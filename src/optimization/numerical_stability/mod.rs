//! numerical_stability — guarded transforms and shared tolerances.
//!
//! Purpose
//! -------
//! Collect the numerically stable scalar and vector transforms used by the
//! optimizers and the preference model, together with the small tolerances
//! that every layer should agree on.
//!
//! Key behaviors
//! -------------
//! - `safe_logistic` / `safe_logit` map between unconstrained reals and the
//!   open unit interval; the two-phase local refinement uses them to express
//!   a finite box as an unconstrained problem.
//! - `log_sum_exp` / `safe_softmax` evaluate choice probabilities without
//!   overflow for large `|f| / scale`.
//! - `LOGIT_EPS` and `GENERAL_TOL` are the shared clamps.
//!
//! Conventions
//! -----------
//! - Pure functions over `f64` and `ndarray` views; no I/O, no state.
//! - Inputs are assumed finite; validation happens in the calling layer.
//!
//! Testing notes
//! -------------
//! - Unit tests in [`transformations`] compare against naïve formulas on safe
//!   grids and check tail behavior, mass conservation and shift invariance.

pub mod transformations;

// ---- Re-exports (primary public surface) ----------------------------------

pub use self::transformations::{
    GENERAL_TOL, LOGIT_EPS, log_sum_exp, safe_logistic, safe_logit, safe_softmax,
};

pub mod prelude {
    pub use super::transformations::{
        GENERAL_TOL, LOGIT_EPS, log_sum_exp, safe_logistic, safe_logit, safe_softmax,
    };
}
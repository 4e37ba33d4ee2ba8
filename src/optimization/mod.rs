//! optimization — MAP optimizer, bounded two-phase search, numerical helpers,
//! and the unified error surface.
//!
//! Purpose
//! -------
//! Provide the numerical backend shared by every fitter in the crate: the
//! GP hyperparameter fit, the preference regressor's latent and
//! hyperparameter MAP estimates, and the expected-improvement search.
//! Callers describe an objective and a budget and never touch argmin
//! generics directly.
//!
//! Key behaviors
//! -------------
//! - `map_optimizer`: maximize an unconstrained log density `ℓ(θ)` with
//!   argmin L-BFGS (More–Thuente or Hager–Zhang line search), with
//!   finite-difference gradients when a model supplies none.
//! - `two_phase`: maximize over a finite box with a seeded particle swarm
//!   followed by L-BFGS refinement, behind the `GlobalSearch` /
//!   `LocalRefine` strategy traits.
//! - `numerical_stability`: logistic/logit, log-sum-exp and softmax
//!   without overflow, plus shared tolerances.
//! - `errors`: one enum, [`OptError`], with conversions from argmin and
//!   GP-model errors.
//!
//! Invariants & assumptions
//! ------------------------
//! - All searches are budget-bounded. Running out of budget returns the best
//!   point found so far; it is not an error.
//! - Invalid configurations (tolerances, budgets, bounds) are rejected at
//!   construction time as `OptError`, not panics.
//!
//! Conventions
//! -----------
//! - Everything maximizes. The sign flip to argmin's cost minimization
//!   happens in the adapters only.
//! - Vectors are `ndarray::Array1<f64>` (`Theta`, `Grad`).
//! - No I/O unless the `obs_slog` feature is enabled and a caller asks for
//!   verbose runs.
//!
//! Testing notes
//! -------------
//! - Each submodule unit-tests its own concern: option validation, sign
//!   conventions, toy concave solves, swarm reproducibility, box handling
//!   and the two-phase incumbent policy.

pub mod errors;
pub mod map_optimizer;
pub mod numerical_stability;
pub mod two_phase;

pub use self::errors::{OptError, OptResult};

pub mod prelude {
    pub use super::errors::{OptError, OptResult};
    pub use super::map_optimizer::prelude::*;
    pub use super::numerical_stability::prelude::*;
    pub use super::two_phase::prelude::*;
}
//! acquisition — expected improvement and the search for the next query.
//!
//! Purpose
//! -------
//! Turn a fitted [`Regressor`](crate::gp::Regressor) into the next point to
//! show: the maximizer of expected improvement over `[0, 1]^d`.
//!
//! Key behaviors
//! -------------
//! - [`ExpectedImprovement`] evaluates EI and its gradient with the
//!   incumbent mean `μ*` cached.
//! - [`find_next_point`] runs the two-phase search (seeded swarm, then
//!   L-BFGS) on EI.
//! - [`calc_acquisition_value`] evaluates EI at one point for inspection.
//!
//! Invariants & assumptions
//! ------------------------
//! - EI is never negative and is `0` where the posterior standard deviation
//!   is numerically zero.
//! - The regressor must hold at least one observation.

pub mod expected_improvement;
pub mod search;

pub use self::expected_improvement::{ExpectedImprovement, best_observed_mean};
pub use self::search::{calc_acquisition_value, find_next_point};
//! Plain CSV export of preference data for offline inspection.
//!
//! No header row and no quoting: every cell is a number.
use std::io::Write;

use ndarray::{Array1, Array2};

use crate::gp::data::Preference;

/// One row per design column: its coordinates, then `y[j]` when latent
/// values are supplied.
///
/// # Errors
/// Returns an I/O error if writing fails.
pub fn write_design_csv(
    mut writer: impl Write, x: &Array2<f64>, y: Option<&Array1<f64>>,
) -> std::io::Result<()> {
    for (j, col) in x.columns().into_iter().enumerate() {
        let mut cells: Vec<String> = col.iter().map(|v| v.to_string()).collect();
        if let Some(yj) = y.and_then(|y| y.get(j)) {
            cells.push(yj.to_string());
        }
        writeln!(writer, "{}", cells.join(","))?;
    }
    writer.flush()
}

/// One row per preference set, most preferred index first.
///
/// # Errors
/// Returns an I/O error if writing fails.
pub fn write_preferences_csv(mut writer: impl Write, prefs: &[Preference]) -> std::io::Result<()> {
    for p in prefs {
        let cells: Vec<String> = p.indices().iter().map(|i| i.to_string()).collect();
        writeln!(writer, "{}", cells.join(","))?;
    }
    writer.flush()
}

#[cfg(test)]
mod tests {
    use super::*;
    use ndarray::array;

    #[test]
    // Purpose
    // -------
    // Rows follow design column order; latent values are appended when
    // present and omitted otherwise.
    fn design_rows_follow_column_order() {
        let x = array![[0.1, 0.7], [0.2, 0.9]];
        let mut with_y = Vec::new();
        write_design_csv(&mut with_y, &x, Some(&array![1.5, -2.0])).unwrap();
        assert_eq!(String::from_utf8(with_y).unwrap(), "0.1,0.2,1.5\n0.7,0.9,-2\n");

        let mut without_y = Vec::new();
        write_design_csv(&mut without_y, &x, None).unwrap();
        assert_eq!(String::from_utf8(without_y).unwrap(), "0.1,0.2\n0.7,0.9\n");
    }

    #[test]
    fn preference_rows_list_winner_first() {
        let prefs = vec![Preference::new(vec![2, 0, 1]).unwrap()];
        let mut buf = Vec::new();
        write_preferences_csv(&mut buf, &prefs).unwrap();
        assert_eq!(String::from_utf8(buf).unwrap(), "2,0,1\n");
    }
}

----

▶ EXERCISE BRIEF
The full set of entries must be restated exactly, with none omitted.

▶ REPLY TO THE TASK
filename src/optimization/numerical_stability/mod.rs
//! numerical_stability — guarded transforms and shared tolerances.
//!
//! Purpose
//! -------
//! Collect the numerically stable scalar and vector transforms used by the
//! optimizers and the preference model, together with the small tolerances
//! that every layer should agree on.
//!
//! Key behaviors
//! -------------
//! - `safe_logistic` / `safe_logit` map between unconstrained reals and the
//!   open unit interval; the two-phase local refinement uses them to express
//!   a finite box as an unconstrained problem.
//! - `log_sum_exp` / `safe_softmax` evaluate choice probabilities without
//!   overflow for large `|f| / scale`.
//! - `LOGIT_EPS` and `GENERAL_TOL` are the shared clamps.
//!
//! Conventions
//! -----------
//! - Pure functions over `f64` and `ndarray` views; no I/O, no state.
//! - Inputs are assumed finite; validation happens in the calling layer.
//!
//! Testing notes
//! -------------
//! - Unit tests in [`transformations`] compare against naïve formulas on safe
//!   grids and check tail behavior, mass conservation and shift invariance.

pub mod transformations;

// ---- Re-exports (primary public surface) ----------------------------------

pub use self::transformations::{
    GENERAL_TOL, LOGIT_EPS, log_sum_exp, safe_logistic, safe_logit, safe_softmax,
};

pub mod prelude {
    pub use super::transformations::{
        GENERAL_TOL, LOGIT_EPS, log_sum_exp, safe_logistic, safe_logit, safe_softmax,
    };
}
repository 4e37ba33d4ee2ba8
filename src/optimization/mod.rs
//! optimization — MAP optimizer, bounded two-phase search, numerical helpers,
//! and the unified error surface.
//!
//! Purpose
//! -------
//! Provide the numerical backend shared by every fitter in the crate: the
//! GP hyperparameter fit, the preference regressor's latent and
//! hyperparameter MAP estimates, and the expected-improvement search.
//! Callers describe an objective and a budget and never touch argmin
//! generics directly.
//!
//! Key behaviors
//! -------------
//! - `map_optimizer`: maximize an unconstrained log density `ℓ(θ)` with
//!   argmin L-BFGS (More–Thuente or Hager–Zhang line search), with
//!   finite-difference gradients when a model supplies none.
//! - `two_phase`: maximize over a finite box with a seeded particle swarm
//!   followed by L-BFGS refinement, behind the `GlobalSearch` /
//!   `LocalRefine` strategy traits.
//! - `numerical_stability`: logistic/logit, log-sum-exp and softmax
//!   without overflow, plus shared tolerances.
//! - `errors`: one enum, [`OptError`], with conversions from argmin and
//!   GP-model errors.
//!
//! Invariants & assumptions
//! ------------------------
//! - All searches are budget-bounded. Running out of budget returns the best
//!   point found so far; it is not an error.
//! - Invalid configurations (tolerances, budgets, bounds) are rejected at
//!   construction time as `OptError`, not panics.
//!
//! Conventions
//! -----------
//! - Everything maximizes. The sign flip to argmin's cost minimization
//!   happens in the adapters only.
//! - Vectors are `ndarray::Array1<f64>` (`Theta`, `Grad`).
//! - No I/O unless the `obs_slog` feature is enabled and a caller asks for
//!   verbose runs.
//!
//! Testing notes
//! -------------
//! - Each submodule unit-tests its own concern: option validation, sign
//!   conventions, toy concave solves, swarm reproducibility, box handling
//!   and the two-phase incumbent policy.

pub mod errors;
pub mod map_optimizer;
pub mod numerical_stability;
pub mod two_phase;

pub use self::errors::{OptError, OptResult};

pub mod prelude {
    pub use super::errors::{OptError, OptResult};
    pub use super::map_optimizer::prelude::*;
    pub use super::numerical_stability::prelude::*;
    pub use super::two_phase::prelude::*;
}
//! acquisition — expected improvement and the search for the next query.
//!
//! Purpose
//! -------
//! Turn a fitted [`Regressor`](crate::gp::Regressor) into the next point to
//! show: the maximizer of expected improvement over `[0, 1]^d`.
//!
//! Key behaviors
//! -------------
//! - [`ExpectedImprovement`] evaluates EI and its gradient with the
//!   incumbent mean `μ*` cached.
//! - [`find_next_point`] runs the two-phase search (seeded swarm, then
//!   L-BFGS) on EI.
//! - [`calc_acquisition_value`] evaluates EI at one point for inspection.
//!
//! Invariants & assumptions
//! ------------------------
//! - EI is never negative and is `0` where the posterior standard deviation
//!   is numerically zero.
//! - The regressor must hold at least one observation.

pub mod expected_improvement;
pub mod search;

pub use self::expected_improvement::{ExpectedImprovement, best_observed_mean};
pub use self::search::{calc_acquisition_value, find_next_point};
//! Plain CSV export of preference data for offline inspection.
//!
//! No header row and no quoting: every cell is a number.
use std::io::Write;

use ndarray::{Array1, Array2};

use crate::gp::data::Preference;

/// One row per design column: its coordinates, then `y[j]` when latent
/// values are supplied.
///
/// # Errors
/// Returns an I/O error if writing fails.
pub fn write_design_csv(
    mut writer: impl Write, x: &Array2<f64>, y: Option<&Array1<f64>>,
) -> std::io::Result<()> {
    for (j, col) in x.columns().into_iter().enumerate() {
        let mut cells: Vec<String> = col.iter().map(|v| v.to_string()).collect();
        if let Some(yj) = y.and_then(|y| y.get(j)) {
            cells.push(yj.to_string());
        }
        writeln!(writer, "{}", cells.join(","))?;
    }
    writer.flush()
}

/// One row per preference set, most preferred index first.
///
/// # Errors
/// Returns an I/O error if writing fails.
pub fn write_preferences_csv(mut writer: impl Write, prefs: &[Preference]) -> std::io::Result<()> {
    for p in prefs {
        let cells: Vec<String> = p.indices().iter().map(|i| i.to_string()).collect();
        writeln!(writer, "{}", cells.join(","))?;
    }
    writer.flush()
}

#[cfg(test)]
mod tests {
    use super::*;
    use ndarray::array;

    #[test]
    // Purpose
    // -------
    // Rows follow design column order; latent values are appended when
    // present and omitted otherwise.
    fn design_rows_follow_column_order() {
        let x = array![[0.1, 0.7], [0.2, 0.9]];
        let mut with_y = Vec::new();
        write_design_csv(&mut with_y, &x, Some(&array![1.5, -2.0])).unwrap();
        assert_eq!(String::from_utf8(with_y).unwrap(), "0.1,0.2,1.5\n0.7,0.9,-2\n");

        let mut without_y = Vec::new();
        write_design_csv(&mut without_y, &x, None).unwrap();
        assert_eq!(String::from_utf8(without_y).unwrap(), "0.1,0.2\n0.7,0.9\n");
    }

    #[test]
    fn preference_rows_list_winner_first() {
        let prefs = vec![Preference::new(vec![2, 0, 1]).unwrap()];
        let mut buf = Vec::new();
        write_preferences_csv(&mut buf, &prefs).unwrap();
        assert_eq!(String::from_utf8(buf).unwrap(), "2,0,1\n");
    }
}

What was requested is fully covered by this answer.